A government is fiscally sustainable if the present value of its current and future revenues equals the present value of current and future spending plus existing debt. Unsustainable deficits eventually force painful adjustments: higher taxes, spending cuts, inflation (if the central bank accommodates), or default. Assessing sustainability requires long-term budget projections and assumptions about demographic trends, growth, and interest rates.
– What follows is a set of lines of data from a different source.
use serde::{Deserialize, Serialize};

use crate::error::{PlotError, PlotResult};
use crate::render::Color;

/// Lookup-table size used when sampling continuous palettes.
pub const DEFAULT_LUT_SIZE: usize = 256;

const MAGMA_STOPS: [&str; 9] = [
    "#000004", "#1c1044", "#4f127b", "#812581", "#b5367a", "#e55064", "#fb8761", "#fec287",
    "#fcfdbf",
];

const VIRIDIS_STOPS: [&str; 10] = [
    "#440154", "#482878", "#3e4989", "#31688e", "#26828e", "#1f9e89", "#35b779", "#6ece58",
    "#b5de2b", "#fde725",
];

const GRAY_STOPS: [&str; 2] = ["#000000", "#ffffff"];

/// Ten class colors; class 0 is the neutral "unassigned" gray.
const CAT10_MOD: [&str; 10] = [
    "#bcbcbc", "#1f77b4", "#ff7f0e", "#2ca02c", "#d62728", "#9467bd", "#8c564b", "#e377c2",
    "#17becf", "#bcbd22",
];

/// Finite palette plus the flag telling whether its entries are class colors.
#[derive(Debug, Clone, PartialEq)]
pub struct ColorMapping {
    name: String,
    entries: Vec<Color>,
    categorical: bool,
}

impl ColorMapping {
    pub fn new(
        name: impl Into<String>,
        entries: Vec<Color>,
        categorical: bool,
    ) -> PlotResult<Self> {
        let name = name.into();
        if entries.is_empty() {
            return Err(PlotError::InvalidColormap(format!(
                "colormap `{name}` has no entries"
            )));
        }
        for color in &entries {
            color
                .validate()
                .map_err(|err| PlotError::InvalidColormap(format!("colormap `{name}`: {err}")))?;
        }
        Ok(Self {
            name,
            entries,
            categorical,
        })
    }

    /// Discrete class palette; index `i` renders as `entries[i]`.
    pub fn categorical(name: impl Into<String>, entries: Vec<Color>) -> PlotResult<Self> {
        Self::new(name, entries, true)
    }

    /// Continuous palette sampled into `size` evenly spaced entries between
    /// equally spaced color stops.
    pub fn continuous(name: impl Into<String>, stops: &[Color], size: usize) -> PlotResult<Self> {
        let name = name.into();
        if stops.len() < 2 {
            return Err(PlotError::InvalidColormap(format!(
                "continuous colormap `{name}` needs at least two stops"
            )));
        }
        if size < 2 {
            return Err(PlotError::InvalidColormap(format!(
                "continuous colormap `{name}` needs a lookup size >= 2"
            )));
        }

        let segments = (stops.len() - 1) as f64;
        let entries = (0..size)
            .map(|i| {
                let position = i as f64 / (size - 1) as f64 * segments;
                let lower = (position.floor() as usize).min(stops.len() - 2);
                stops[lower].lerp(stops[lower + 1], position - lower as f64)
            })
            .collect();
        Self::new(name, entries, false)
    }

    /// Builtin palettes: `magma`, `viridis`, `gray` (continuous) and
    /// `cat10_mod`, `cat10_mod_first_transparent` (categorical).
    pub fn builtin(name: &str) -> PlotResult<Self> {
        match name {
            "magma" => {
                Self::continuous(name, &parse_hex_list(name, &MAGMA_STOPS)?, DEFAULT_LUT_SIZE)
            }
            "viridis" => Self::continuous(
                name,
                &parse_hex_list(name, &VIRIDIS_STOPS)?,
                DEFAULT_LUT_SIZE,
            ),
            "gray" => Self::continuous(name, &parse_hex_list(name, &GRAY_STOPS)?, DEFAULT_LUT_SIZE),
            "cat10_mod" => Self::categorical(name, parse_hex_list(name, &CAT10_MOD)?),
            "cat10_mod_first_transparent" => {
                let mut entries = parse_hex_list(name, &CAT10_MOD)?;
                entries[0] = Color::TRANSPARENT;
                Self::categorical(name, entries)
            }
            other => Err(PlotError::InvalidColormap(format!(
                "unknown builtin colormap `{other}`"
            ))),
        }
    }

    #[must_use]
    pub fn name(&self) -> &str {
        &self.name
    }

    #[must_use]
    pub fn entries(&self) -> &[Color] {
        &self.entries
    }

    /// Number of discrete colors (`N`).
    #[must_use]
    pub fn size(&self) -> usize {
        self.entries.len()
    }

    #[must_use]
    pub fn is_categorical(&self) -> bool {
        self.categorical
    }

    /// Maps a normalized value to a palette entry.
    ///
    /// `[0, 1)` is split into `N` equal slots and `1.0` maps to the last entry.
    /// Values below 0 or above 1 saturate to the first/last entry. NaN maps to
    /// `Color::TRANSPARENT`.
    #[must_use]
    pub fn lookup(&self, normalized: f64) -> Color {
        if normalized.is_nan() {
            return Color::TRANSPARENT;
        }
        let last = self.entries.len() - 1;
        if normalized < 0.0 {
            return self.entries[0];
        }
        // absorb rounding from the divide-then-multiply round trip of class indices
        let slot = (normalized * self.entries.len() as f64 + 1e-9).floor();
        if slot >= last as f64 {
            return self.entries[last];
        }
        self.entries[slot as usize]
    }
}

impl TryFrom<&ColormapSpec> for ColorMapping {
    type Error = PlotError;

    fn try_from(spec: &ColormapSpec) -> PlotResult<Self> {
        match spec {
            ColormapSpec::Named { name } => Self::builtin(name),
            ColormapSpec::Listed {
                name,
                colors,
                categorical,
            } => Self::new(
                name.clone(),
                parse_hex_list(name, colors.as_slice())?,
                *categorical,
            ),
            ColormapSpec::Continuous { name, stops, size } => {
                Self::continuous(name.clone(), &parse_hex_list(name, stops.as_slice())?, *size)
            }
        }
    }
}

impl TryFrom<ColormapSpec> for ColorMapping {
    type Error = PlotError;

    fn try_from(spec: ColormapSpec) -> PlotResult<Self> {
        Self::try_from(&spec)
    }
}

/// Serializable description of a palette, resolved with `ColorMapping::try_from`.
#[derive(Debug, Clone, PartialEq, Eq, Serialize, Deserialize)]
#[serde(tag = "kind", rename_all = "snake_case")]
pub enum ColormapSpec {
    Named {
        name: String,
    },
    Listed {
        name: String,
        colors: Vec<String>,
        #[serde(default = "default_listed_categorical")]
        categorical: bool,
    },
    Continuous {
        name: String,
        stops: Vec<String>,
        #[serde(default = "default_lut_size")]
        size: usize,
    },
}

impl ColormapSpec {
    #[must_use]
    pub fn named(name: impl Into<String>) -> Self {
        Self::Named { name: name.into() }
    }
}

fn default_listed_categorical() -> bool {
    true
}

fn default_lut_size() -> usize {
    DEFAULT_LUT_SIZE
}

fn parse_hex_list<S: AsRef<str>>(name: &str, colors: &[S]) -> PlotResult<Vec<Color>> {
    colors
        .iter()
        .map(|hex| {
            Color::from_hex(hex.as_ref())
                .map_err(|err| PlotError::InvalidColormap(format!("colormap `{name}`: {err}")))
        })
        .collect()
}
From your study of government deficit and debt dynamics, you know how the debt-to-GDP ratio evolves over time: it rises when the primary deficit (spending minus revenue, excluding interest payments) is positive, and when the interest rate on existing debt exceeds the economy's growth rate. Fiscal sustainability asks a more pointed question than "is the deficit large?" — it asks whether the government can credibly service its obligations over the long run without resorting to measures that would constitute a form of failure. A government that runs large deficits but is growing rapidly may be perfectly sustainable; one running a small deficit in a stagnant economy with high debt may not be.
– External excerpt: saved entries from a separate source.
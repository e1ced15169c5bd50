//! Renderable artists: the shared `Artist` contract, its two concrete kinds
//! and the closed `AnyArtist` variant used by the orchestration layer.

mod config;
mod events;
mod histogram2d;
mod scatter;

pub use config::{Histogram2DConfig, MarkerSize, ScatterConfig};
pub use events::{ArtistCallback, ArtistEvent, ArtistEventKind, EventBus, SubscriptionId};
pub use histogram2d::Histogram2D;
pub use scatter::Scatter;

use crate::core::{ColorIndexUpdate, ColorIndices, ColorWarning, DataPoint};
use crate::error::PlotResult;

/// Capability contract shared by every artist.
pub trait Artist {
    /// Current point set; empty until the first non-empty `set_data`.
    fn data(&self) -> &[DataPoint];

    /// Replaces the point set and recomputes derived state.
    ///
    /// An empty input is ignored so transient empty updates from collaborators
    /// leave the plot untouched.
    fn set_data(&mut self, points: Vec<DataPoint>) -> PlotResult<()>;

    fn visible(&self) -> bool;

    /// Shows or hides the artist without discarding any state.
    fn set_visible(&mut self, visible: bool) -> PlotResult<()>;

    /// Per-point tags, always as long as `data()`.
    fn color_indices(&self) -> &ColorIndices;

    /// Replaces the tags (scalar broadcast or per-point array) and recolors.
    fn set_color_indices(&mut self, update: ColorIndexUpdate) -> PlotResult<()>;

    /// Requests a repaint. Never mutates artist state.
    fn draw(&mut self);

    fn subscribe(&mut self, kind: ArtistEventKind, callback: ArtistCallback) -> SubscriptionId;

    fn unsubscribe(&mut self, id: SubscriptionId) -> bool;

    /// Warnings raised by the most recent coloring pass.
    fn last_warnings(&self) -> &[ColorWarning];
}

/// Closed set of artist kinds.
#[derive(Debug)]
pub enum AnyArtist {
    Scatter(Scatter),
    Histogram2D(Histogram2D),
}

impl AnyArtist {
    #[must_use]
    pub fn as_scatter(&self) -> Option<&Scatter> {
        match self {
            Self::Scatter(scatter) => Some(scatter),
            Self::Histogram2D(_) => None,
        }
    }

    #[must_use]
    pub fn as_scatter_mut(&mut self) -> Option<&mut Scatter> {
        match self {
            Self::Scatter(scatter) => Some(scatter),
            Self::Histogram2D(_) => None,
        }
    }

    #[must_use]
    pub fn as_histogram(&self) -> Option<&Histogram2D> {
        match self {
            Self::Histogram2D(histogram) => Some(histogram),
            Self::Scatter(_) => None,
        }
    }

    #[must_use]
    pub fn as_histogram_mut(&mut self) -> Option<&mut Histogram2D> {
        match self {
            Self::Histogram2D(histogram) => Some(histogram),
            Self::Scatter(_) => None,
        }
    }

    fn inner(&self) -> &dyn Artist {
        match self {
            Self::Scatter(scatter) => scatter,
            Self::Histogram2D(histogram) => histogram,
        }
    }

    fn inner_mut(&mut self) -> &mut dyn Artist {
        match self {
            Self::Scatter(scatter) => scatter,
            Self::Histogram2D(histogram) => histogram,
        }
    }
}

impl From<Scatter> for AnyArtist {
    fn from(scatter: Scatter) -> Self {
        Self::Scatter(scatter)
    }
}

impl From<Histogram2D> for AnyArtist {
    fn from(histogram: Histogram2D) -> Self {
        Self::Histogram2D(histogram)
    }
}

impl Artist for AnyArtist {
    fn data(&self) -> &[DataPoint] {
        self.inner().data()
    }

    fn set_data(&mut self, points: Vec<DataPoint>) -> PlotResult<()> {
        self.inner_mut().set_data(points)
    }

    fn visible(&self) -> bool {
        self.inner().visible()
    }

    fn set_visible(&mut self, visible: bool) -> PlotResult<()> {
        self.inner_mut().set_visible(visible)
    }

    fn color_indices(&self) -> &ColorIndices {
        self.inner().color_indices()
    }

    fn set_color_indices(&mut self, update: ColorIndexUpdate) -> PlotResult<()> {
        self.inner_mut().set_color_indices(update)
    }

    fn draw(&mut self) {
        self.inner_mut().draw();
    }

    fn subscribe(&mut self, kind: ArtistEventKind, callback: ArtistCallback) -> SubscriptionId {
        self.inner_mut().subscribe(kind, callback)
    }

    fn unsubscribe(&mut self, id: SubscriptionId) -> bool {
        self.inner_mut().unsubscribe(id)
    }

    fn last_warnings(&self) -> &[ColorWarning] {
        self.inner().last_warnings()
    }
}
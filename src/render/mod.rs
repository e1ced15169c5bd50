mod image;
mod layer_stack;
mod primitives;
mod scene_canvas;

pub use image::RgbaImage;
pub use layer_stack::CanvasLayer;
pub use primitives::{CanvasHandle, Color, ImagePrimitive, PointSetPrimitive};
pub use scene_canvas::{SceneCanvas, SceneItem};

use std::cell::RefCell;
use std::rc::Rc;

use crate::error::PlotResult;

/// Drawing surface the artists paint onto.
///
/// Artists issue retained-mode commands and keep the returned handles; the
/// surface decides when to actually paint. `request_redraw` only marks the
/// surface dirty.
pub trait Canvas {
    fn draw_point_set(&mut self, points: PointSetPrimitive) -> PlotResult<CanvasHandle>;
    fn update_point_set(
        &mut self,
        handle: CanvasHandle,
        points: PointSetPrimitive,
    ) -> PlotResult<()>;
    fn draw_image(&mut self, image: ImagePrimitive) -> PlotResult<CanvasHandle>;
    fn remove_image(&mut self, handle: CanvasHandle) -> PlotResult<()>;
    fn set_visible(&mut self, handle: CanvasHandle, visible: bool) -> PlotResult<()>;
    fn request_redraw(&mut self);
}

/// Canvas shared by every artist of one plot. Single-threaded by contract.
pub type SharedCanvas = Rc<RefCell<dyn Canvas>>;

/// Wraps a concrete canvas so callers keep typed access while artists get a
/// `SharedCanvas` clone.
#[must_use]
pub fn share<C: Canvas + 'static>(canvas: C) -> Rc<RefCell<C>> {
    Rc::new(RefCell::new(canvas))
}

#[cfg(feature = "cairo-backend")]
mod cairo_backend;
#[cfg(feature = "cairo-backend")]
pub use cairo_backend::{CairoRenderStats, CairoSceneRenderer};
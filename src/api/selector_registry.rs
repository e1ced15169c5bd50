use tracing::debug;

use crate::artists::Artist;
use crate::core::{ColorIndexUpdate, ColorValue};
use crate::error::{PlotError, PlotResult};
use crate::selectors::{SelectionShape, SelectorType};

use super::artist_registry::forward_data_changes;
use super::{CanvasWidget, SharedSelector};

impl CanvasWidget {
    /// Registers a selector under a unique type, wires every artist's
    /// data-changed notification to it and syncs it with the active data.
    pub fn add_selector(&mut self, kind: SelectorType, selector: SharedSelector) -> PlotResult<()> {
        if self.selectors.contains_key(&kind) {
            return Err(PlotError::InvalidData(format!(
                "selector `{kind}` already exists"
            )));
        }
        let actual = selector.borrow().kind();
        if actual != kind {
            return Err(PlotError::InvalidData(format!(
                "{actual} selector registered as `{kind}`"
            )));
        }
        for artist in self.artists.values_mut() {
            forward_data_changes(artist, &selector);
        }
        if let Some(artist) = self.active_artist() {
            selector.borrow_mut().update_data(artist.data());
        }
        self.selectors.insert(kind, selector);
        Ok(())
    }

    #[must_use]
    pub fn selector(&self, kind: SelectorType) -> Option<&SharedSelector> {
        self.selectors.get(&kind)
    }

    #[must_use]
    pub fn selector_count(&self) -> usize {
        self.selectors.len()
    }

    /// The selector currently enabled, if any.
    #[must_use]
    pub fn active_selector(&self) -> Option<SelectorType> {
        self.selectors
            .iter()
            .find(|(_, selector)| selector.borrow().is_enabled())
            .map(|(kind, _)| *kind)
    }

    /// Enables `kind` and disables every other selector, clearing all
    /// selections.
    pub fn enable_selector(&mut self, kind: SelectorType) -> PlotResult<()> {
        if !self.selectors.contains_key(&kind) {
            return Err(PlotError::InvalidData(format!(
                "selector `{kind}` is not registered"
            )));
        }
        for (entry, selector) in &self.selectors {
            let mut selector = selector.borrow_mut();
            selector.set_enabled(false);
            if *entry == kind {
                selector.set_enabled(true);
            }
        }
        debug!(selector = %kind, "selector enabled");
        Ok(())
    }

    /// Disables `kind` and clears its selection.
    pub fn disable_selector(&mut self, kind: SelectorType) -> PlotResult<()> {
        let selector = self.selectors.get(&kind).ok_or_else(|| {
            PlotError::InvalidData(format!("selector `{kind}` is not registered"))
        })?;
        selector.borrow_mut().set_enabled(false);
        Ok(())
    }

    /// Feeds a finished shape to the selector of the same kind.
    pub fn select(&mut self, shape: SelectionShape) -> PlotResult<Vec<usize>> {
        let kind = shape.selector_type();
        let selector = self.selectors.get(&kind).ok_or_else(|| {
            PlotError::InvalidData(format!("selector `{kind}` is not registered"))
        })?;
        let mut selector = selector.borrow_mut();
        Ok(selector.select(shape)?.to_vec())
    }

    /// Tags the points selected by the enabled selector with the current
    /// class on the active artist. Returns how many points were tagged.
    pub fn apply_selection(&mut self) -> PlotResult<usize> {
        let Some(kind) = self.active_selector() else {
            return Ok(0);
        };
        let selected = match self.selectors.get(&kind) {
            Some(selector) => selector.borrow().selected_indices().to_vec(),
            None => return Ok(0),
        };
        if selected.is_empty() {
            return Ok(0);
        }
        let class = ColorValue::Integer(self.current_class);
        let artist = self.active_artist_mut().ok_or_else(|| {
            PlotError::InvalidData("no active artist to apply the selection to".to_owned())
        })?;
        let indices = artist.color_indices().with_value_at(&selected, class)?;
        artist.set_color_indices(ColorIndexUpdate::PerPoint(indices))?;
        Ok(selected.len())
    }
}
The theoretical foundation is the intertemporal government budget constraint (IGBC). This says that the current stock of outstanding debt must equal the present value of all future primary surpluses — the excess of revenues over non-interest spending in every future period. Written informally: Debt today = PV(future revenues) - PV(future non-interest spending). If this constraint is satisfied, the government is solvent in principle: markets can expect it to repay. If the IGBC is violated — if the present value of projected primary surpluses falls short of current debt — then something must give. The adjustment options form a taxonomy of fiscal distress: austerity (raise taxes or cut spending to generate primary surpluses), financial repression (force domestic institutions to hold low-yield government debt), inflation (if the central bank monetizes deficits, eroding the real value of nominal debt), or explicit default (restructuring or repudiation). Which adjustment occurs depends on institutional constraints — central bank independence, legal protections for creditors, political economy of tax increases versus spending cuts.
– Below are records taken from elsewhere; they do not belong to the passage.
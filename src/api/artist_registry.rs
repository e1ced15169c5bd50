use std::rc::Rc;

use tracing::debug;

use crate::artists::{AnyArtist, Artist, ArtistEvent, ArtistEventKind};
use crate::error::{PlotError, PlotResult};

use super::{ArtistType, CanvasWidget, SharedSelector};

impl CanvasWidget {
    /// Registers an artist under a unique type and wires its data-changed
    /// notification to every registered selector.
    pub fn add_artist(
        &mut self,
        kind: ArtistType,
        artist: impl Into<AnyArtist>,
        visible: bool,
    ) -> PlotResult<()> {
        if self.artists.contains_key(&kind) {
            return Err(PlotError::InvalidData(format!(
                "artist `{kind}` already exists"
            )));
        }
        let mut artist = artist.into();
        artist.set_visible(visible)?;
        for selector in self.selectors.values() {
            forward_data_changes(&mut artist, selector);
        }
        self.artists.insert(kind, artist);
        Ok(())
    }

    #[must_use]
    pub fn artist(&self, kind: ArtistType) -> Option<&AnyArtist> {
        self.artists.get(&kind)
    }

    #[must_use]
    pub fn artist_mut(&mut self, kind: ArtistType) -> Option<&mut AnyArtist> {
        self.artists.get_mut(&kind)
    }

    #[must_use]
    pub fn artist_count(&self) -> usize {
        self.artists.len()
    }

    #[must_use]
    pub fn active_artist_type(&self) -> Option<ArtistType> {
        self.active_artist
    }

    #[must_use]
    pub fn active_artist(&self) -> Option<&AnyArtist> {
        self.active_artist.and_then(|kind| self.artists.get(&kind))
    }

    #[must_use]
    pub fn active_artist_mut(&mut self) -> Option<&mut AnyArtist> {
        let kind = self.active_artist?;
        self.artists.get_mut(&kind)
    }

    /// Makes `kind` the only visible artist and notifies observers.
    pub fn set_active_artist(&mut self, kind: ArtistType) -> PlotResult<()> {
        if !self.artists.contains_key(&kind) {
            return Err(PlotError::InvalidData(format!(
                "artist `{kind}` is not registered"
            )));
        }
        for (entry, artist) in &mut self.artists {
            artist.set_visible(*entry == kind)?;
        }
        self.active_artist = Some(kind);
        debug!(artist = %kind, "active artist changed");
        for callback in &mut self.artist_changed {
            callback(kind);
        }
        Ok(())
    }
}

pub(super) fn forward_data_changes(artist: &mut AnyArtist, selector: &SharedSelector) {
    let selector = Rc::clone(selector);
    artist.subscribe(
        ArtistEventKind::DataChanged,
        Box::new(move |event: &ArtistEvent<'_>| {
            if let ArtistEvent::DataChanged(points) = event {
                selector.borrow_mut().update_data(points);
            }
        }),
    );
}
The critical ratio in sustainability analysis is the comparison of r - g: the interest rate on government debt minus the GDP growth rate. When r < g, the economy grows faster than debt accumulates, and even a government running a primary deficit can see its debt-to-GDP ratio stabilize or fall — the denominator expands faster than the numerator. This was the situation in many advanced economies for decades after WWII, and arguably in the 2010s when interest rates were near zero. When r > g, debt dynamics are explosive without primary surpluses: each dollar of debt compounds faster than the economy that supports it, and the debt-to-GDP ratio rises without bound. The r - g comparison is thus the first diagnostic for fiscal sustainability — not the level of debt in isolation, but whether the dynamics are self-correcting or self-reinforcing.
Assessing sustainability in practice requires fiscal projection models that combine baseline assumptions about demographics (aging populations raise pension and healthcare costs), productivity growth, interest rates, and the political feasibility of revenue increases. These projections are inherently uncertain — a 1 percentage point change in the assumed long-run growth rate can swing the 30-year debt trajectory by tens of percentage points of GDP. The IMF's and Congressional Budget Office's fiscal sustainability reports illustrate how sensitive conclusions are to these assumptions. The practical implication for fiscal policy analysis: sustainability is not a binary assessment but a range of scenarios, and the relevant policy question is whether *current* policy, projected forward, converges to a stable debt ratio under reasonable assumptions — or whether it requires future adjustments whose political feasibility is doubtful. Countries that habitually rely on optimistic growth assumptions to declare sustainability are essentially deferring the adjustment, with compound interest accruing on the delay.